REVIEW: JESSICA JONES – SEASON 1

MAIN CAST
Krysten Ritter (Veronica Mars)
Mike Colter (Ringer)
Rachael Taylor (Transformers)
Erin Moriarty (The Watch)
Eka Darville (Power Rangers RPM)
Carrie-Anne Moss (The Matrix)
Wil Traval (Once Upon a Time)
David Tennant (Doctor Who)
RECURRING / NOTABLE GUEST CAST
Susie Abromeit (Sex Drive)
Robin Weigert (Lost)
Kieran Mulcare (The Following)
Clarke Peters (John Wick)
Colby Minifie (Nurse Jackie)
Rebecca De Mornay (The Hand That Rocks The Cradle)
Thomas Kopache (Stigmata)
Michael Siberry (Highlander: The Series)
Rosario Dawson (Daredevil TV)
jessica jones poster
Marvel’s Jessica Jones announces its noir intentions from the get-go. From the slinky music and impressionistic animation of the opening credits, there’s no doubt what kind of series this is going to be, and the (naturally) hard-boiled narration of series star Krysten Ritter sets the stage for the dark, sardonic world she occupies. Thankfully, the narration can best be described as “unobtrusive.” It’s there because that’s how noir works, but the show is otherwise self-aware enough not to cling to the expectations of its genre. Sure, Jessica works behind a glass door with “Alias Investigations” typewritten across it, but this also the type of noir in which Jessica asks someone why they thinks she lives alone, and their response is, “Because people don’t like you?”
Created by Melissa Rosenberg (who put in time on shows as varied as Dexter, Birds Of Prey, and Party Of Five in addition to writing all five Twilight movies), Jessica Jones avoids a villain-of-the-week structure by having Jessica essentially work on the same case for the duration of the first season. There’s no onslaught of new superpowered (or “gifted,” in the parlance of the show) opponents for the heroine to face each episode; in fact, despite her super strength and impressive vertical leap, Jessica would strongly object to being called a heroine at all. Her brief attempt to use her powers for good resulted in her being taken under the sway of Kilgrave (David Tennant), whose mind control tactics caused her to commit a terrible crime that the show slowly teases out.
It’s his apparent return that kick-starts the action on the show. A missing college co-ed case turns out to be more complicated than Jessica initially assumes, and forces her to reconsider her distaste for heroism. Reasonably content to drink her way through her PTSD and take PI cases from high-powered attorney Jeryn Hogarth (played with admirable steely ferocity by Carrie-Anne Moss, long marooned after the Matrix movies), Jessica is soon faced with the prospect of her own responsibility for taking care of Kilgrave.
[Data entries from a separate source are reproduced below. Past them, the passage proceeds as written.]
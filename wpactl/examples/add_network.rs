use wpactl::{NetworkOptions, Result, WpaClient};

#[tokio::main]
async fn main() -> Result<()> {
    let mut args = std::env::args().skip(1);
    let (Some(ssid), password) = (args.next(), args.next()) else {
        eprintln!("usage: add_network <ssid> [password]");
        return Ok(());
    };

    let client = WpaClient::open("wlan0").await?;

    match client
        .connect(&ssid, password.as_deref(), &NetworkOptions::default())
        .await
    {
        Ok(record) => println!("✓ Connected to {} (network {})", record.ssid, record.id),
        Err(e) => eprintln!("✗ Failed to connect: {e}"),
    }

    println!("\nConfigured networks:");
    for network in client.list_networks().await? {
        println!("  {}. {} {}", network.id, network.ssid, network.flags);
    }

    client.close().await;
    Ok(())
}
Along her ambivalent path towards heroism, she looks out for her junkie neighbor (Eka Darville), flirts with the handsome Luke Cage (Mike Colter), and slowly reconnects with her foster sister, Trish (Rachael Taylor). The show really starts to cook once Jessica and Trish start working together on the Kilgrave case. Trish, a former child star and current celebrity radio show host, is the only one who knows everything that happened to Jessica. Initially introduced as the disapproving straight arrow friend, she’s quickly revealed to be something much more interesting, despite her lack of superpowers. She’s also positioned as the moral center of the show, which proves to be vital for Jessica, who’s unsurprisingly given to a bleak pessimism.
It should be said: Jessica Jones is a deeply feminist show, all the way down to its depiction of sex, which is pointedly empowering for the women. More than that, its central conflict is its lead character struggling to maintain her agency against an abusive man. All the people in positions of power (minus Kilgrave) are women, and the story of the missing co-ed extends beyond the mystery of her disappearance. Trish is by no means content to sit on the sidelines of the action, and Hogarth seems to spend all of her time conducting important business meetings in impeccably tailored dresses and confidently seducing her assistant. Moss has a way with a withering putdown, though Ritter gets her fair share, even if the show doesn’t take full advantage of her comedic side. She’s compelling as Jessica. The slow build toward a confrontation between Kilgrave and Jessica is tensely effective, hanging over everything else she does. Tennant’s face is barely seen on camera for the first couple of episodes, but rather than make his absence seem pointed, the tactic works as a way to build up Jessica’s dread about his return.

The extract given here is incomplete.